**TASK TO CARRY OUT:** Go line by line through the entries below and copy those containing the string "VarDeclarator".

(Items from a dataset)
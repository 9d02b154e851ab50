// SPDX-License-Identifier: (MIT OR Apache-2.0)
//! Read-only traversal of statement and expression trees.
//!
//! Implementors override the hooks they care about and call the matching
//! `walk_*` function to continue into the children. Local and anonymous
//! class bodies are handed to [`Visitor::visit_class`] and lambda bodies to
//! [`Visitor::visit_lambda`]; neither is entered unless the implementor
//! does so.

use crate::decl::ClassDecl;
use crate::expr::{Expr, ExprKind, LambdaBody};
use crate::stmt::{Stmt, StmtKind, TryStmt};

pub trait Visitor<'a> {
    fn visit_stmt(&mut self, stmt: &'a Stmt) {
        walk_stmt(self, stmt);
    }

    fn visit_expr(&mut self, expr: &'a Expr) {
        walk_expr(self, expr);
    }

    fn visit_class(&mut self, _class: &'a ClassDecl) {}

    fn visit_lambda(&mut self, _body: &'a LambdaBody) {}
}

pub fn walk_stmts<'a, V: Visitor<'a> + ?Sized>(visitor: &mut V, stmts: &'a [Stmt]) {
    for stmt in stmts {
        visitor.visit_stmt(stmt);
    }
}

pub fn walk_stmt<'a, V: Visitor<'a> + ?Sized>(visitor: &mut V, stmt: &'a Stmt) {
    match &stmt.kind {
        StmtKind::Expr(expr) | StmtKind::Throw(expr) => visitor.visit_expr(expr),
        StmtKind::Local { declarators, .. } => {
            for init in declarators.iter().filter_map(|d| d.init.as_ref()) {
                visitor.visit_expr(init);
            }
        }
        StmtKind::Block(stmts) => walk_stmts(visitor, stmts),
        StmtKind::If {
            cond,
            then_branch,
            else_branch,
        } => {
            visitor.visit_expr(cond);
            visitor.visit_stmt(then_branch);
            if let Some(else_branch) = else_branch {
                visitor.visit_stmt(else_branch);
            }
        }
        StmtKind::While { cond, body } | StmtKind::DoWhile { body, cond } => {
            visitor.visit_expr(cond);
            visitor.visit_stmt(body);
        }
        StmtKind::For {
            init,
            cond,
            update,
            body,
        } => {
            walk_stmts(visitor, init);
            if let Some(cond) = cond {
                visitor.visit_expr(cond);
            }
            for expr in update {
                visitor.visit_expr(expr);
            }
            visitor.visit_stmt(body);
        }
        StmtKind::ForEach { iter, body, .. } => {
            visitor.visit_expr(iter);
            visitor.visit_stmt(body);
        }
        StmtKind::Return(value) => {
            if let Some(value) = value {
                visitor.visit_expr(value);
            }
        }
        StmtKind::Try(try_stmt) => walk_try(visitor, try_stmt),
        StmtKind::Synchronized { lock, body } => {
            visitor.visit_expr(lock);
            walk_stmts(visitor, body);
        }
        StmtKind::Switch { selector, cases } => {
            visitor.visit_expr(selector);
            for case in cases {
                walk_stmts(visitor, &case.body);
            }
        }
        StmtKind::Labeled { body, .. } => visitor.visit_stmt(body),
        StmtKind::Assert { cond, message } => {
            visitor.visit_expr(cond);
            if let Some(message) = message {
                visitor.visit_expr(message);
            }
        }
        StmtKind::LocalClass(decl) => visitor.visit_class(decl),
        StmtKind::Break(_) | StmtKind::Continue(_) | StmtKind::Empty => {}
    }
}

/// Resources, then the body, the handlers and `finally`, in source order.
pub fn walk_try<'a, V: Visitor<'a> + ?Sized>(visitor: &mut V, try_stmt: &'a TryStmt) {
    for resource in &try_stmt.resources {
        visitor.visit_expr(&resource.init);
    }
    walk_stmts(visitor, &try_stmt.body);
    for catch in &try_stmt.catches {
        walk_stmts(visitor, &catch.body);
    }
    if let Some(finally) = &try_stmt.finally {
        walk_stmts(visitor, finally);
    }
}

pub fn walk_expr<'a, V: Visitor<'a> + ?Sized>(visitor: &mut V, expr: &'a Expr) {
    match &expr.kind {
        ExprKind::Select { object, .. } => visitor.visit_expr(object),
        ExprKind::Call { receiver, args, .. } => {
            if let Some(receiver) = receiver {
                visitor.visit_expr(receiver);
            }
            for arg in args {
                visitor.visit_expr(arg);
            }
        }
        ExprKind::New { args, body, .. } => {
            for arg in args {
                visitor.visit_expr(arg);
            }
            if let Some(body) = body {
                visitor.visit_class(body);
            }
        }
        ExprKind::Lambda { body, .. } => visitor.visit_lambda(body),
        ExprKind::NewArray { dims, init, .. } => {
            for expr in dims.iter().chain(init.iter().flatten()) {
                visitor.visit_expr(expr);
            }
        }
        ExprKind::ArrayInit(items) => {
            for item in items {
                visitor.visit_expr(item);
            }
        }
        ExprKind::Index { object, index } => {
            visitor.visit_expr(object);
            visitor.visit_expr(index);
        }
        ExprKind::Unary { operand, .. } => visitor.visit_expr(operand),
        ExprKind::Binary { left, right, .. } => {
            visitor.visit_expr(left);
            visitor.visit_expr(right);
        }
        ExprKind::Assign { target, value, .. } => {
            visitor.visit_expr(target);
            visitor.visit_expr(value);
        }
        ExprKind::Conditional {
            cond,
            then_expr,
            else_expr,
        } => {
            visitor.visit_expr(cond);
            visitor.visit_expr(then_expr);
            visitor.visit_expr(else_expr);
        }
        ExprKind::InstanceOf { expr, .. } | ExprKind::Cast { expr, .. } => visitor.visit_expr(expr),
        ExprKind::MethodRef { target, .. } => visitor.visit_expr(target),
        ExprKind::Paren(inner) => visitor.visit_expr(inner),
        ExprKind::Int(_)
        | ExprKind::Float(_)
        | ExprKind::String(_)
        | ExprKind::Char(_)
        | ExprKind::Bool(_)
        | ExprKind::Null
        | ExprKind::Ident(_)
        | ExprKind::This
        | ExprKind::Super
        | ExprKind::QualifiedThis(_)
        | ExprKind::ClassLit(_) => {}
    }
}

pub fn walk_lambda<'a, V: Visitor<'a> + ?Sized>(visitor: &mut V, body: &'a LambdaBody) {
    match body {
        LambdaBody::Expr(expr) => visitor.visit_expr(expr),
        LambdaBody::Block(stmts) => walk_stmts(visitor, stmts),
    }
}

#[cfg(test)]
mod tests {
    use super::*;
    use crate::decl::{ClassKind, Modifiers};
    use crate::stmt::VarDeclarator;
    use crate::{NodeId, Span};

    fn expr(kind: ExprKind) -> Expr {
        Expr {
            id: NodeId::DUMMY,
            kind,
            span: Span::new(0, 0),
        }
    }

    fn stmt(kind: StmtKind) -> Stmt {
        Stmt {
            id: NodeId::DUMMY,
            kind,
            span: Span::new(0, 0),
        }
    }

    fn ident(name: &str) -> Expr {
        expr(ExprKind::Ident(name.to_string()))
    }

    #[derive(Default)]
    struct Names {
        idents: Vec<String>,
        classes: usize,
        lambdas: usize,
    }

    impl<'a> Visitor<'a> for Names {
        fn visit_expr(&mut self, expr: &'a Expr) {
            if let ExprKind::Ident(name) = &expr.kind {
                self.idents.push(name.clone());
            }
            walk_expr(self, expr);
        }

        fn visit_class(&mut self, _class: &'a ClassDecl) {
            self.classes += 1;
        }

        fn visit_lambda(&mut self, _body: &'a LambdaBody) {
            self.lambdas += 1;
        }
    }

    #[test]
    fn visits_children_in_source_order_without_entering_nested_bodies() {
        let anonymous = ClassDecl {
            id: NodeId::DUMMY,
            name: String::new(),
            kind: ClassKind::Anonymous,
            modifiers: Modifiers::default(),
            type_params: Vec::new(),
            superclass: Some("Runnable".to_string()),
            interfaces: Vec::new(),
            members: Vec::new(),
            span: Span::new(0, 0),
        };
        let body = vec![
            stmt(StmtKind::Local {
                ty: "int".to_string(),
                declarators: vec![VarDeclarator {
                    id: NodeId::DUMMY,
                    name: "x".to_string(),
                    init: Some(expr(ExprKind::Binary {
                        op: crate::expr::BinOp::Add,
                        left: Box::new(ident("a")),
                        right: Box::new(ident("b")),
                    })),
                    span: Span::new(0, 0),
                }],
            }),
            stmt(StmtKind::Synchronized {
                lock: ident("mu"),
                body: vec![stmt(StmtKind::Expr(expr(ExprKind::Call {
                    receiver: Some(Box::new(ident("c"))),
                    method: "run".to_string(),
                    args: vec![
                        ident("d"),
                        expr(ExprKind::Lambda {
                            params: Vec::new(),
                            body: LambdaBody::Expr(Box::new(ident("hidden"))),
                        }),
                    ],
                })))],
            }),
            stmt(StmtKind::Expr(expr(ExprKind::New {
                class: "Runnable".to_string(),
                args: vec![ident("e")],
                body: Some(Box::new(anonymous)),
            }))),
        ];

        let mut names = Names::default();
        walk_stmts(&mut names, &body);
        assert_eq!(names.idents, vec!["a", "b", "mu", "c", "d", "e"]);
        assert_eq!(names.classes, 1);
        assert_eq!(names.lambdas, 1);
    }
}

**SOLUTION TO THE PROBLEM:**
    use crate::stmt::VarDeclarator;
                declarators: vec![VarDeclarator {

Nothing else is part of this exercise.